- _WHAT THIS TASK INVOLVES_
Reproduce the entries exactly. Omit none of them.

(Saved entries)
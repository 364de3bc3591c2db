//! Password visibility toggle, callable from inline `onclick` markup

use form_guard_core::PasswordVisibility;
use wasm_bindgen::prelude::*;
use web_sys::{Document, Window};

use crate::dom::{input_by_id, DomError};

/// Global the page's eye icon calls: `onclick="togglePassword()"`
pub const TOGGLE_GLOBAL: &str = "togglePassword";

/// Flips the password input between hidden and visible and swaps the icon.
///
/// Returns the new visibility, or `None` when the input is not in the page.
pub fn toggle_password(
    document: &Document,
    password_id: &str,
    eye_icon_id: &str,
) -> Result<Option<PasswordVisibility>, DomError> {
    let Some(input) = input_by_id(document, password_id) else {
        return Ok(None);
    };

    let next = PasswordVisibility::from_input_type(&input.type_()).toggled();
    input.set_type(next.input_type());

    if let Some(icon) = document.get_element_by_id(eye_icon_id) {
        let (show, hide) = next.icon_classes();
        let classes = icon.class_list();
        classes.remove_1(hide)?;
        classes.add_1(show)?;
    }

    Ok(Some(next))
}

/// Publishes `window.togglePassword`
pub fn install_password_toggle(
    window: &Window,
    document: Document,
    password_id: String,
    eye_icon_id: String,
) -> Result<(), DomError> {
    let closure = Closure::wrap(Box::new(move || {
        if let Err(err) = toggle_password(&document, &password_id, &eye_icon_id) {
            tracing::error!("Could not toggle password visibility: {}", err);
        }
    }) as Box<dyn FnMut()>);

    js_sys::Reflect::set(window, &JsValue::from_str(TOGGLE_GLOBAL), closure.as_ref())?;
    closure.forget(); // Owned by the global from now on

    Ok(())
}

- _EXERCISE SOLUTION_
repository 364de3bc3591c2db
//! Password visibility toggle, callable from inline `onclick` markup

use form_guard_core::PasswordVisibility;
use wasm_bindgen::prelude::*;
use web_sys::{Document, Window};

use crate::dom::{input_by_id, DomError};

/// Global the page's eye icon calls: `onclick="togglePassword()"`
pub const TOGGLE_GLOBAL: &str = "togglePassword";

/// Flips the password input between hidden and visible and swaps the icon.
///
/// Returns the new visibility, or `None` when the input is not in the page.
pub fn toggle_password(
    document: &Document,
    password_id: &str,
    eye_icon_id: &str,
) -> Result<Option<PasswordVisibility>, DomError> {
    let Some(input) = input_by_id(document, password_id) else {
        return Ok(None);
    };

    let next = PasswordVisibility::from_input_type(&input.type_()).toggled();
    input.set_type(next.input_type());

    if let Some(icon) = document.get_element_by_id(eye_icon_id) {
        let (show, hide) = next.icon_classes();
        let classes = icon.class_list();
        classes.remove_1(hide)?;
        classes.add_1(show)?;
    }

    Ok(Some(next))
}

/// Publishes `window.togglePassword`
pub fn install_password_toggle(
    window: &Window,
    document: Document,
    password_id: String,
    eye_icon_id: String,
) -> Result<(), DomError> {
    let closure = Closure::wrap(Box::new(move || {
        if let Err(err) = toggle_password(&document, &password_id, &eye_icon_id) {
            tracing::error!("Could not toggle password visibility: {}", err);
        }
    }) as Box<dyn FnMut()>);

    js_sys::Reflect::set(window, &JsValue::from_str(TOGGLE_GLOBAL), closure.as_ref())?;
    closure.forget(); // Owned by the global from now on

    Ok(())
}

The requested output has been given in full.